- [Task instructions] Check each line of the material for the string "TicketFacts", and copy the lines that have it.

- [Information]
=== Begin Enclosure ===
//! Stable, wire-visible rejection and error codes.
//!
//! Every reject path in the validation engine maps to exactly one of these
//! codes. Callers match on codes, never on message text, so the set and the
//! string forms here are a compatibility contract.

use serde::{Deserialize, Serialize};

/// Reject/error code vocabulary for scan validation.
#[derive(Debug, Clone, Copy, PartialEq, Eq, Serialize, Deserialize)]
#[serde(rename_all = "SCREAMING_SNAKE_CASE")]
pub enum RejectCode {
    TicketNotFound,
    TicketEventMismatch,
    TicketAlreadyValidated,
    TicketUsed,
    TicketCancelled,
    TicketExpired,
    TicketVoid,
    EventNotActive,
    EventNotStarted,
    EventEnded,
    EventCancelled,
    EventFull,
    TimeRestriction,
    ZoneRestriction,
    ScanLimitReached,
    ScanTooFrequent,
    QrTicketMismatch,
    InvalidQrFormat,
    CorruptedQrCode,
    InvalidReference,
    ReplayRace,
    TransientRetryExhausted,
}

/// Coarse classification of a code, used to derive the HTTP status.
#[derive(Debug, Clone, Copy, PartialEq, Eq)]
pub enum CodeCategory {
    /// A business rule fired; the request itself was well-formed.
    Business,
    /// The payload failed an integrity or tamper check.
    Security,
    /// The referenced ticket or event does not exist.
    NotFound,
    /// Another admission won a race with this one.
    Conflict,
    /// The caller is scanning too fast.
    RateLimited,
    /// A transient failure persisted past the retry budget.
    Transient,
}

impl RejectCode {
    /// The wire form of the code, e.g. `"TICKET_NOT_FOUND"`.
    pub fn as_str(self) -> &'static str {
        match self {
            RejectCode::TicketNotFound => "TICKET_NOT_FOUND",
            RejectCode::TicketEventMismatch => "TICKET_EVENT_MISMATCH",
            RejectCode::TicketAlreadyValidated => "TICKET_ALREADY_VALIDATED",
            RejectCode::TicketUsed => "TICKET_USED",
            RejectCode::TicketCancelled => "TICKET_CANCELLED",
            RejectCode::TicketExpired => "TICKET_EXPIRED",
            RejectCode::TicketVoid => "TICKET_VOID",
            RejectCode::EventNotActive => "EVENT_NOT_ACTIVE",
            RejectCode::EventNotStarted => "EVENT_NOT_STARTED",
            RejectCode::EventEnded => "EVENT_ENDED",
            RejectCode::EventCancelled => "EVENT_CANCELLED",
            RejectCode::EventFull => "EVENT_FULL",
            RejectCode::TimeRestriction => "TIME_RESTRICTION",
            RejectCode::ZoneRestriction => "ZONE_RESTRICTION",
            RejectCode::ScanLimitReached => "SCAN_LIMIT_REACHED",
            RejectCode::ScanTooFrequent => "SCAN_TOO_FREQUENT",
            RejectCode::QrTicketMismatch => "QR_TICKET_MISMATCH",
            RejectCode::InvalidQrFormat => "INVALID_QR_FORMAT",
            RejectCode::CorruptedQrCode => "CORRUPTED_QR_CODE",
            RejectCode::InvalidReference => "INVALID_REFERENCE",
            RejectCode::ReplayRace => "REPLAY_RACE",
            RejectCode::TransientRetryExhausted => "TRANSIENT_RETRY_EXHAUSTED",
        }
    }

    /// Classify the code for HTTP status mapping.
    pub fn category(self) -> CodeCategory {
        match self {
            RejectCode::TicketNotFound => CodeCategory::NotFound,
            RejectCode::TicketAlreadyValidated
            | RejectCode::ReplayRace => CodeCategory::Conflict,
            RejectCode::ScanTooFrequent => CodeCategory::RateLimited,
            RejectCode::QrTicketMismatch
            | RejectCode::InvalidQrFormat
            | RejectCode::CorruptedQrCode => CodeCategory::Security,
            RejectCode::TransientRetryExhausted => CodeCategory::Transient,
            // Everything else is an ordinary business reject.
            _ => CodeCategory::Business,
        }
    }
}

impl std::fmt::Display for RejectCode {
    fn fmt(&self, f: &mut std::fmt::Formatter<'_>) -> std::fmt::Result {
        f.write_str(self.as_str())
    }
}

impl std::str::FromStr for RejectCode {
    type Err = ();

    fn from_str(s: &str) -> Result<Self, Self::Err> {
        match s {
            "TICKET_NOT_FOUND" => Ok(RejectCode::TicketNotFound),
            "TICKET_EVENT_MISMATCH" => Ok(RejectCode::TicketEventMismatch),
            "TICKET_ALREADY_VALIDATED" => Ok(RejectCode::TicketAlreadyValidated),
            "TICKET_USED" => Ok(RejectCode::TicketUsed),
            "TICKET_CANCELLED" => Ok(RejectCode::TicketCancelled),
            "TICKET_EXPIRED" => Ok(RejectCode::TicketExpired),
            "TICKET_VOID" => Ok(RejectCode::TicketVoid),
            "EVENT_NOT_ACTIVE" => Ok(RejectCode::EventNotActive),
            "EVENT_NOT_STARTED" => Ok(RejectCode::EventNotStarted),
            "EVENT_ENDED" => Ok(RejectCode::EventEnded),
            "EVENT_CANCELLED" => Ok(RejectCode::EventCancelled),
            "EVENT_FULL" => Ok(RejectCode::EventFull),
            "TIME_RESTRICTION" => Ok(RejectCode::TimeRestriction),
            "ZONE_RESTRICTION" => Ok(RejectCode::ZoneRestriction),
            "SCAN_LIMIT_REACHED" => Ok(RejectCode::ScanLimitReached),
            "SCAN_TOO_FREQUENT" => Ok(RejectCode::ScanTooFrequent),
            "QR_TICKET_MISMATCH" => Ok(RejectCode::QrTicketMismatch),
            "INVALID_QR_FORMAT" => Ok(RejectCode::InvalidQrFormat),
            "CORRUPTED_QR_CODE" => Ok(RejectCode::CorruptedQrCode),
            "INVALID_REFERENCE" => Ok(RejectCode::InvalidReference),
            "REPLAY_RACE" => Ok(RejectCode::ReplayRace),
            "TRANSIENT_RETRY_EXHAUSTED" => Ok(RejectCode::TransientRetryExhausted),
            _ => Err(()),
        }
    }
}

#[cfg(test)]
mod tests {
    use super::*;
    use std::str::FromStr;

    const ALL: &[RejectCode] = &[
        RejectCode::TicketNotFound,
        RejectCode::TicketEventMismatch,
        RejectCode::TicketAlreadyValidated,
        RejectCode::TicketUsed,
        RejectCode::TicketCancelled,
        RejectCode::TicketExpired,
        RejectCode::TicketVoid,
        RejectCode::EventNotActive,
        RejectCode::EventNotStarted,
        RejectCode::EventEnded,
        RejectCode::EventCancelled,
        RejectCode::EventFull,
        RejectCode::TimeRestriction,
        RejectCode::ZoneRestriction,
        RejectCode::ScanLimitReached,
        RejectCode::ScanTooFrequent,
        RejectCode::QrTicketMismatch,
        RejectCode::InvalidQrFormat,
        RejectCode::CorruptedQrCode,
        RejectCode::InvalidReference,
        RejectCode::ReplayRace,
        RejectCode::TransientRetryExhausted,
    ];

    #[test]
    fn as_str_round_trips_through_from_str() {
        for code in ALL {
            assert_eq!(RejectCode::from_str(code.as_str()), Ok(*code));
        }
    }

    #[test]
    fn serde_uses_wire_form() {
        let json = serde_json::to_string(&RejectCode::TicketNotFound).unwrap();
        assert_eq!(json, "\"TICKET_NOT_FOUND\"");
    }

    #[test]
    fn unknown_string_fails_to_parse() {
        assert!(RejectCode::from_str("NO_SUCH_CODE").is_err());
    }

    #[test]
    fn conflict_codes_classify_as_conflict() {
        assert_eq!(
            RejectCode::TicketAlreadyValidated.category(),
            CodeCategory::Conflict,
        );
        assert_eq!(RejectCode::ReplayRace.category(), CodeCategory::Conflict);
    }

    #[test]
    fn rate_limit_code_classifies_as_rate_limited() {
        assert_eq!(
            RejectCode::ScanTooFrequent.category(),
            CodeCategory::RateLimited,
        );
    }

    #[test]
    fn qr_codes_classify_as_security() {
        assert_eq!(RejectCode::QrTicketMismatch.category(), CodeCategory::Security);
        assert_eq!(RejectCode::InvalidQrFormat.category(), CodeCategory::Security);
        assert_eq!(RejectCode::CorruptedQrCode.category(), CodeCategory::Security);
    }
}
=== End Enclosure ===
=== Begin Enclosure ===
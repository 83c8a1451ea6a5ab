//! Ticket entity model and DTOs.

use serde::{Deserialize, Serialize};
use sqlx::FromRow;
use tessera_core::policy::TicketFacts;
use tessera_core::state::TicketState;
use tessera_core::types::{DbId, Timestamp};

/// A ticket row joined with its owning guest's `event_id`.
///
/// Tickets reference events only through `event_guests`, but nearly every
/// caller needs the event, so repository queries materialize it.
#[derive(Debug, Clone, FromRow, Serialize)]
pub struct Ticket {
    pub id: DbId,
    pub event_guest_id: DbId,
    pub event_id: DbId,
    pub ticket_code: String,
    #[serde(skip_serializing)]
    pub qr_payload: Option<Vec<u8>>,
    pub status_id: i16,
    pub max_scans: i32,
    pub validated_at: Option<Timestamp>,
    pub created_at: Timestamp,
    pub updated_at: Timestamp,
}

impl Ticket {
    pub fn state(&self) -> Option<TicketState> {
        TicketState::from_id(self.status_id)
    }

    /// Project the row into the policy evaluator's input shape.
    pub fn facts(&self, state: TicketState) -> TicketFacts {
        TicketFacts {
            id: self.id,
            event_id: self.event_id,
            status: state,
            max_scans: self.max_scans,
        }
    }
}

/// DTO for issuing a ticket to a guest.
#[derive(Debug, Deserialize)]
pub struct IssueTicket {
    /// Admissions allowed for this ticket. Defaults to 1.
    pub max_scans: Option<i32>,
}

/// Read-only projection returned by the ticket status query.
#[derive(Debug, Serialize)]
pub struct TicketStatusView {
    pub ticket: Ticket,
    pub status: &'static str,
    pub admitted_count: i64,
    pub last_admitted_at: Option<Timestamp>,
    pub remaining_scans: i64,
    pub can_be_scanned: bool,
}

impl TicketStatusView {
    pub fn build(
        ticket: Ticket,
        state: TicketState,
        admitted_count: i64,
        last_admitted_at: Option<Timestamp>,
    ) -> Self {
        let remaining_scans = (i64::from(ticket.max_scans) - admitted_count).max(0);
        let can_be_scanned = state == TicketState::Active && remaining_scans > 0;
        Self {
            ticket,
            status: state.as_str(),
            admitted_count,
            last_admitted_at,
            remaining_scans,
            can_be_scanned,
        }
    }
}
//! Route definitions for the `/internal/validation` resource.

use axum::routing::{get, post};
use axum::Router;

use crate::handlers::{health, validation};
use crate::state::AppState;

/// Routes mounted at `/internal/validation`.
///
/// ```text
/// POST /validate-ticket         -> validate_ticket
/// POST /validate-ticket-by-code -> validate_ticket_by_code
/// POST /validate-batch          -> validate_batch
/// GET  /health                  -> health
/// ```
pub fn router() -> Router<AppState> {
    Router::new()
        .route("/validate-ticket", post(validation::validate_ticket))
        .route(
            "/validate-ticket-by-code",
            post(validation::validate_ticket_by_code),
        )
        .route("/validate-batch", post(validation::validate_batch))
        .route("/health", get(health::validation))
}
=== End Enclosure ===
=== Begin Enclosure ===
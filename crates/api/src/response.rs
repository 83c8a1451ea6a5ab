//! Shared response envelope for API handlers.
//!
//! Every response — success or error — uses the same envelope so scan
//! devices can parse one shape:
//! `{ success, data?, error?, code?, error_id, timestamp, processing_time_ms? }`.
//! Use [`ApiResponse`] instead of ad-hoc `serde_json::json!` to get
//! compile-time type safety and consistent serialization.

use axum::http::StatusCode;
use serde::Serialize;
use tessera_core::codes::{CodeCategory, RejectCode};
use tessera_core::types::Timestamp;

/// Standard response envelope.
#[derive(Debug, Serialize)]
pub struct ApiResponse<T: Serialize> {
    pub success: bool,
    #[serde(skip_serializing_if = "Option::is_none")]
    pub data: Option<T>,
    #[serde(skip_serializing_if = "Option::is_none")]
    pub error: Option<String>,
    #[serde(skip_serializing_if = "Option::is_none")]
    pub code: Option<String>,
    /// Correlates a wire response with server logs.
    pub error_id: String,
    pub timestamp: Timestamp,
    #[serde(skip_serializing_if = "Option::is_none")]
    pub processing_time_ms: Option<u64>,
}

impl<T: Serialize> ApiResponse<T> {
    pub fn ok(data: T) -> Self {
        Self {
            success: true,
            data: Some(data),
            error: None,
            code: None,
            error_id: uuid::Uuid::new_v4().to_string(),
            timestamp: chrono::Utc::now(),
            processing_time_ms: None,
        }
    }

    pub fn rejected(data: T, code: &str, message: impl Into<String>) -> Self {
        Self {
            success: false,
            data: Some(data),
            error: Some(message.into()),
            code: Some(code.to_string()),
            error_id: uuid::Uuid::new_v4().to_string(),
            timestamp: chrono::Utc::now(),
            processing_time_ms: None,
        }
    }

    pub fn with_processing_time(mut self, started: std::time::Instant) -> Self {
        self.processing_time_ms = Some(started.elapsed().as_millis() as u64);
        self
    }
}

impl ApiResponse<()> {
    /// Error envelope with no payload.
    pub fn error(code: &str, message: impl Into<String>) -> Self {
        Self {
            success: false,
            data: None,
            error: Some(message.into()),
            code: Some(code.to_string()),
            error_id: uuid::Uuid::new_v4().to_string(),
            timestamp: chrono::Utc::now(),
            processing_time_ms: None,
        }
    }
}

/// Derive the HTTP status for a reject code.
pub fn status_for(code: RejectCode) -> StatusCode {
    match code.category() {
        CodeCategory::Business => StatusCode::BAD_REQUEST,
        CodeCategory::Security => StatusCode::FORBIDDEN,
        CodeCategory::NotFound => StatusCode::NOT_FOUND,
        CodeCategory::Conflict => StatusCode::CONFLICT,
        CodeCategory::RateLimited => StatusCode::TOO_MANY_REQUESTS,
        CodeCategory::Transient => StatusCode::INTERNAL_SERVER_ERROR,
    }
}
=== End Enclosure ===
- [Reply]
use tessera_core::policy::TicketFacts;
    pub fn facts(&self, state: TicketState) -> TicketFacts {
        TicketFacts {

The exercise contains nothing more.